7) There was this story from the book of this woman who was first going to counseling and described her closet.  There were the clothes for her husband, for her boss, for her friends.  As she went through the transition to a stage where she had relationships rather than being controlled by them, she entered a new reality where all the clothes were hers.  Sure there were ones her husband liked, but they were still hers.  No matter whether we are looking at an adult, or the role as a parent, or at a child, this is a pretty vital thing to understand...the transition from being to having.  Before, this woman was her relationships and she grew to owning and controlling them rather than the other way around.  A newborn infant is totally a product of their needs, and we see our first role as a parent to teach them how to control those needs so the needs do not control them.  Children grow older and they learn to not have their impulses control them.

So how does this affect how we act in the world?  As parents, we need to realize that these transitions take ever-increasing maturity and growth.  And children can only grow to the next stage if they are allowed to.  Much has been written about adolescence and the need for them to differentiate from their parents.  Storm and stress is the hallmark of this stage, and the portal to adulthood.  The obsessive desire to protect children from these, to reduce stress and conflict, leads to dependent and immature adults.  The flip side of this, these kids are not ready for many of the burdens we do place on them.  
I don't know where are when it started.  As clich√© as is now seems, mine was a pretty delightful childhood, basically with parents who were (and still are, at 86) there when I wanted and needed them and left me alone when I did not.  On weekends, I would disappear all day, in the woods building tree forts or the such, until my mom rang the bell for dinner.  She had no idea where I was or what I was doing.  

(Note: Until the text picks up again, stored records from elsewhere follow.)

// Copyright 2024 MaidSafe.net limited.
//
// This SAFE Network Software is licensed to you under The General Public License (GPL), version 3.
// Unless required by applicable law or agreed to in writing, the SAFE Network Software distributed
// under the GPL Licence is distributed on an "AS IS" BASIS, WITHOUT WARRANTIES OR CONDITIONS OF ANY
// KIND, either express or implied. Please review the Licences for the specific language governing
// permissions and limitations relating to use of the SAFE Network Software.

//! A [`WalletSession`] backed by a local private key and an HTTP RPC endpoint.

use crate::amount::format_units;
use crate::balance::RawBalance;
use crate::chain::NetworkIdentifier;
use crate::common::{Address, EthereumWallet, TxHash, U256};
use crate::contract::erc20::IERC20;
use crate::session::{
    ContractCall, FeedError, ReadClient, Receipt, ReceiptStatus, SessionError, SigningClient,
    TokenBalanceEntry, TokenBalanceFeed, TokenBalances, WalletSession,
};
use crate::token::TokenDescriptor;
use crate::utils::http_provider;
use crate::Network;
use alloy::network::{ReceiptResponse, TransactionBuilder};
use alloy::providers::{Provider, ProviderBuilder};
use alloy::rpc::types::TransactionRequest;
use alloy::signers::local::PrivateKeySigner;
use alloy::transports::http::reqwest;
use async_trait::async_trait;
use std::str::FromStr;
use std::sync::Arc;
use std::time::Duration;

/// How often a pending transaction's receipt is polled for.
pub const RECEIPT_POLL_INTERVAL: Duration = Duration::from_secs(2);

#[derive(thiserror::Error, Debug)]
pub enum Error {
    #[error("Private key is invalid")]
    PrivateKeyInvalid,
    #[error(transparent)]
    Session(#[from] SessionError),
}

/// Parse a hex encoded private key, with or without `0x`.
pub fn wallet_from_private_key(private_key: &str) -> Result<(Address, EthereumWallet), Error> {
    let signer = PrivateKeySigner::from_str(private_key.trim()).map_err(|err| {
        error!("Error parsing private key: {err}");
        Error::PrivateKeyInvalid
    })?;
    Ok((signer.address(), EthereumWallet::from(signer)))
}

pub struct EvmSession {
    address: Address,
    chain_id: u64,
    signer: Arc<EvmSigner>,
    reader: Arc<EvmReader>,
}

impl EvmSession {
    /// Connect to the network's RPC endpoint, recording the chain it serves.
    pub async fn connect(network: &Network, private_key: &str) -> Result<Self, Error> {
        let (address, wallet) = wallet_from_private_key(private_key)?;
        let rpc_url = network.rpc_url().clone();
        let reader = Arc::new(EvmReader::new(rpc_url.clone()));
        let chain_id = reader.chain_id().await?;
        info!("Connected wallet {address:?} to chain {chain_id} via {rpc_url}");

        Ok(Self {
            address,
            chain_id,
            signer: Arc::new(EvmSigner::new(rpc_url, wallet)),
            reader,
        })
    }

    pub fn chain_id(&self) -> u64 {
        self.chain_id
    }
}

#[async_trait]
impl WalletSession for EvmSession {
    fn address(&self) -> Address {
        self.address
    }

    fn active_network(&self) -> Option<String> {
        Some(self.chain_id.to_string())
    }

    fn can_switch_network(&self) -> bool {
        false
    }

    async fn switch_network(&self, _network: &NetworkIdentifier) -> Result<(), SessionError> {
        Err(SessionError::Unsupported("network switching"))
    }

    async fn balance(&self) -> Result<RawBalance, SessionError> {
        let balance = self.reader.native_balance(self.address).await?;
        Ok(RawBalance::SmallestUnit(balance))
    }

    fn signing_client(&self) -> Option<Arc<dyn SigningClient>> {
        Some(Arc::clone(&self.signer) as Arc<dyn SigningClient>)
    }

    fn read_client(&self) -> Option<Arc<dyn ReadClient>> {
        Some(Arc::clone(&self.reader) as Arc<dyn ReadClient>)
    }
}

pub struct EvmSigner {
    rpc_url: reqwest::Url,
    wallet: EthereumWallet,
}

impl EvmSigner {
    pub fn new(rpc_url: reqwest::Url, wallet: EthereumWallet) -> Self {
        Self { rpc_url, wallet }
    }
}

#[async_trait]
impl SigningClient for EvmSigner {
    async fn submit_contract_call(&self, call: ContractCall) -> Result<TxHash, SessionError> {
        let provider = ProviderBuilder::new()
            .with_recommended_fillers()
            .wallet(self.wallet.clone())
            .on_http(self.rpc_url.clone());

        debug!("Sending {} to contract {:?}", call.function, call.to);
        let request = TransactionRequest::default()
            .with_to(call.to)
            .with_input(call.calldata);
        let pending = provider
            .send_transaction(request)
            .await
            .inspect_err(|err| error!("Error sending {} to {:?}: {err:?}", call.function, call.to))?;

        let tx_hash = *pending.tx_hash();
        debug!("{} is pending with tx_hash: {tx_hash:?}", call.function);
        Ok(tx_hash)
    }
}

pub struct EvmReader {
    rpc_url: reqwest::Url,
}

impl EvmReader {
    pub fn new(rpc_url: reqwest::Url) -> Self {
        Self { rpc_url }
    }

    async fn native_balance(&self, account: Address) -> Result<U256, SessionError> {
        debug!("Getting native balance of account: {account:?}");
        let balance = http_provider(self.rpc_url.clone())
            .get_balance(account)
            .await
            .inspect_err(|err| error!("Error getting native balance of {account:?}: {err:?}"))?;
        Ok(balance)
    }
}

#[async_trait]
impl ReadClient for EvmReader {
    async fn chain_id(&self) -> Result<u64, SessionError> {
        let chain_id = http_provider(self.rpc_url.clone())
            .get_chain_id()
            .await
            .inspect_err(|err| error!("Error getting chain id: {err:?}"))?;
        Ok(chain_id)
    }

    async fn await_receipt(&self, tx_hash: TxHash) -> Result<Receipt, SessionError> {
        let provider = http_provider(self.rpc_url.clone());
        loop {
            let maybe_receipt = provider
                .get_transaction_receipt(tx_hash)
                .await
                .inspect_err(|err| error!("Error getting receipt of {tx_hash:?}: {err:?}"))?;

            if let Some(receipt) = maybe_receipt {
                let status = if receipt.status() {
                    ReceiptStatus::Success
                } else {
                    ReceiptStatus::Reverted
                };
                debug!("Transaction {tx_hash:?} included with status {status:?}");
                return Ok(Receipt {
                    transaction_hash: receipt.transaction_hash,
                    block_number: receipt.block_number,
                    status,
                });
            }

            trace!("Transaction {tx_hash:?} not included yet");
            tokio::time::sleep(RECEIPT_POLL_INTERVAL).await;
        }
    }
}

/// A bulk balance feed that queries the RPC endpoint directly for the network's native currency
/// and its donation token.
pub struct RpcTokenBalanceFeed {
    network: Network,
}

impl RpcTokenBalanceFeed {
    pub fn new(network: Network) -> Self {
        Self { network }
    }
}

#[async_trait]
impl TokenBalanceFeed for RpcTokenBalanceFeed {
    async fn token_balances(
        &self,
        account: Address,
        network: &NetworkIdentifier,
    ) -> Result<TokenBalances, FeedError> {
        if *network != self.network.chain() {
            return Err(FeedError::Other(format!(
                "Feed serves {}, not {network}",
                self.network.chain()
            )));
        }

        let native = self.network.native_token();
        let token = self.network.donation_token();
        let token_read = async {
            match token.contract {
                Some(contract) => Some(self.token_balance(contract, token, account).await),
                None => None,
            }
        };
        let (native_read, token_read) =
            tokio::join!(self.native_balance(native, account), token_read);

        collect_entries(native, native_read, token, token_read)
    }
}

impl RpcTokenBalanceFeed {
    async fn native_balance(
        &self,
        native: &TokenDescriptor,
        account: Address,
    ) -> Result<U256, FeedError> {
        debug!("Getting {} balance of account: {account:?}", native.symbol);
        let balance = http_provider(self.network.rpc_url().clone())
            .get_balance(account)
            .await
            .inspect_err(|err| error!("Error getting {} balance: {err:?}", native.symbol))?;
        Ok(balance)
    }

    async fn token_balance(
        &self,
        contract: Address,
        token: &TokenDescriptor,
        account: Address,
    ) -> Result<U256, FeedError> {
        debug!("Getting {} balance of account: {account:?}", token.symbol);
        let provider = http_provider(self.network.rpc_url().clone());
        let balance = IERC20::new(contract, provider)
            .balanceOf(account)
            .call()
            .await
            .inspect_err(|err| error!("Error getting {} balance: {err:?}", token.symbol))
            .map_err(|err| FeedError::Other(err.to_string()))?
            ._0;
        Ok(balance)
    }
}

/// Build the feed from independent reads. A failed read only drops its own entry; the feed
/// fails only when nothing could be read at all.
fn collect_entries(
    native: &TokenDescriptor,
    native_read: Result<U256, FeedError>,
    token: &TokenDescriptor,
    token_read: Option<Result<U256, FeedError>>,
) -> Result<TokenBalances, FeedError> {
    let mut balances = Vec::new();
    let mut last_error = None;

    match native_read {
        Ok(raw) => balances.push(TokenBalanceEntry {
            symbol: native.symbol.clone(),
            address: None,
            balance: RawBalance::SmallestUnit(raw),
        }),
        Err(err) => {
            warn!("Leaving {} out of the balance feed: {err}", native.symbol);
            last_error = Some(err);
        }
    }

    if let (Some(contract), Some(token_read)) = (token.contract, token_read) {
        match token_read.and_then(|raw| {
            format_units(raw, token.decimals).map_err(|err| FeedError::Other(err.to_string()))
        }) {
            Ok(formatted) => balances.push(TokenBalanceEntry {
                symbol: token.symbol.clone(),
                address: Some(contract.to_string()),
                balance: RawBalance::structured(Some(&formatted.to_string()), None),
            }),
            Err(err) => {
                warn!("Leaving {} out of the balance feed: {err}", token.symbol);
                last_error = Some(err);
            }
        }
    }

    match last_error {
        Some(err) if balances.is_empty() => Err(err),
        _ => Ok(TokenBalances {
            balances,
            is_loading: false,
        }),
    }
}

#[cfg(test)]
mod tests {
    use super::*;
    use crate::amount::DecimalAmount;
    use crate::balance::{BalanceResolver, Provenance};
    use crate::session::mocks::{MockFeed, MockSession};
    use alloy::primitives::address;

    const ACCOUNT: Address = address!("385e7887E5b41750E3679Da787B943EC42f37d75");
    const USDC: Address = address!("1c7D4B196Cb0C7B01d743Fbc6116a902379C7238");

    fn eth() -> TokenDescriptor {
        TokenDescriptor::native("ETH", 18, 4, &["SepoliaETH", "SEP"])
    }

    fn usdc() -> TokenDescriptor {
        TokenDescriptor::erc20(USDC, "USDC", 6, 2)
    }

    fn unavailable(method: &str) -> FeedError {
        FeedError::Other(format!("{method} unavailable"))
    }

    // Anvil's first default account.
    const PRIVATE_KEY: &str = "0xac0974bec39a17e36ba4a6b4d238ff944bacb478cbed5efcae784d7bf4f2ff80";

    #[test]
    fn private_keys_parse_with_or_without_prefix() -> Result<(), Error> {
        let (address, _) = wallet_from_private_key(PRIVATE_KEY)?;
        let (unprefixed, _) = wallet_from_private_key(PRIVATE_KEY.trim_start_matches("0x"))?;

        assert_eq!(
            address,
            Address::from_str("0xf39Fd6e51aad88F6F4ce6aB8827279cffFb92266").expect("address")
        );
        assert_eq!(address, unprefixed);
        Ok(())
    }

    #[test]
    fn malformed_private_keys_are_rejected() {
        for key in ["", "0x", "not a key", "0x1234"] {
            assert!(matches!(
                wallet_from_private_key(key),
                Err(Error::PrivateKeyInvalid)
            ));
        }
    }

    #[test]
    fn failed_native_read_only_drops_the_native_entry() -> Result<(), FeedError> {
        let feed = collect_entries(
            &eth(),
            Err(unavailable("eth_getBalance")),
            &usdc(),
            Some(Ok(U256::from(25_500_000u64))),
        )?;

        assert_eq!(
            feed.balances,
            vec![TokenBalanceEntry {
                symbol: "USDC".to_string(),
                address: Some(USDC.to_string()),
                balance: RawBalance::structured(Some("25.5"), None),
            }]
        );
        assert!(!feed.is_loading);
        Ok(())
    }

    #[test]
    fn failed_token_read_keeps_the_native_entry() -> Result<(), FeedError> {
        let wei = U256::from(2_000_000_000_000_000_000u128);
        let feed = collect_entries(&eth(), Ok(wei), &usdc(), Some(Err(unavailable("eth_call"))))?;

        assert_eq!(feed.balances.len(), 1);
        assert_eq!(feed.balances[0].symbol, "ETH");
        assert_eq!(feed.balances[0].balance, RawBalance::SmallestUnit(wei));
        Ok(())
    }

    #[test]
    fn feed_fails_only_when_every_read_fails() {
        let result = collect_entries(
            &eth(),
            Err(unavailable("eth_getBalance")),
            &usdc(),
            Some(Err(unavailable("eth_call"))),
        );

        assert!(matches!(result, Err(FeedError::Other(message)) if message == "eth_call unavailable"));
    }

    #[tokio::test]
    async fn token_balance_survives_a_failed_native_read() -> Result<(), FeedError> {
        let entries = collect_entries(
            &eth(),
            Err(unavailable("eth_getBalance")),
            &usdc(),
            Some(Ok(U256::from(25_500_000u64))),
        )?;

        let mut session = MockSession::new();
        session.expect_address().return_const(ACCOUNT);
        session
            .expect_balance()
            .times(1)
            .returning(|| Err(SessionError::Other("getBalance unavailable".to_string())));
        let mut feed = MockFeed::new();
        feed.expect_token_balances()
            .times(1)
            .return_once(move |_, _| Ok(entries));

        let resolver = BalanceResolver::new(NetworkIdentifier::new(11155111), eth(), usdc());
        let snapshot = resolver.resolve(&session, &feed).await;

        let token = snapshot.get("USDC").expect("USDC reading");
        assert_eq!(token.provenance, Provenance::PrimarySource);
        assert_eq!(token.display(), "25.50");
        assert_eq!(
            snapshot.available(&usdc()),
            DecimalAmount::from_str("25.5").expect("amount")
        );
        assert_eq!(
            snapshot.get("ETH").expect("ETH reading").provenance,
            Provenance::DefaultZero
        );
        Ok(())
    }
}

What caused the change, the fear of ever-present danger, the compulsion to control every aspect of a children's life, the view of children as fragile creatures? When did parents lose faith in the resilience of their children?  There was a hurricane last week that knocked out power to much of the town.  Our school, though, did have power and I made the decision, as test center supervisor, to hold the SAT testing at the school.  The parents freaked out.  "How can Johnny get in the right mind for such an important test when we don't have power in the house?"  Blogs were lighting up with comments and surveys, yes surveys, about whether this was the right decision.  Of course it was.  Those who needed to test could do so, those who were not ready could take the next test, one month away.   "The students were unable to advocate for themselves, so we needed to take matters into our own hands,"  was the implication.  And why can't the students not advocate for themselves?  Because they are crippled by parents who do not allow this.  They  called the superintendent, wrote to the town paper, created a movement.  Why, because their children were too frail, impaired in my view, to be able to wake up, get dressed and eat through the natural light of day, then be able to take a test?

And most upsetting, and this is relatively new, the children not only let them, but expected this of them.  I cannot in my wildest imagination see my parents doing anything like this nor would I do this for my children.  All the hallmarks of adulthood, taking on increased responsibility for yourself and your decisions, assuming greater risk, accepting consequences (and learning from them) are being robbed from our children.  We are raising a generation of children who are expected to get good grades and test scores, and little else.  And if they do not, there is a ready diagnosis and medication.  We have gone from an era of "yes we can" to "no he can't".  Chores are a term of a different era.  Children are allowed to talk to adults with a degree of condescension and dismissiveness that is not healthy for them.

Too much control and power is very scary (and very unhealthy for) any children.  As children age, they need boundaries more than protection.  What is the consequence of this?  Kids who cannot make decisions for themselves and fear the wrong things.  These kids fear what they cannot control because so much has been controlled for them.  They fear the strange, the unusual and the unpredictable.  What they should be fearing is that they do not have the tools to take risks and learn from mistakes in a way that will lead to a meaningful and fulfilling life.  The sad truth is that it is good for kids to experience failure sometimes,  to suffer sometimes, to not be happy sometimes.  
I was breaking up with this girl when I was in graduate school, after having been continuously in a relationship since early high school.  I was also going through this depression, something I had never been through before (or since).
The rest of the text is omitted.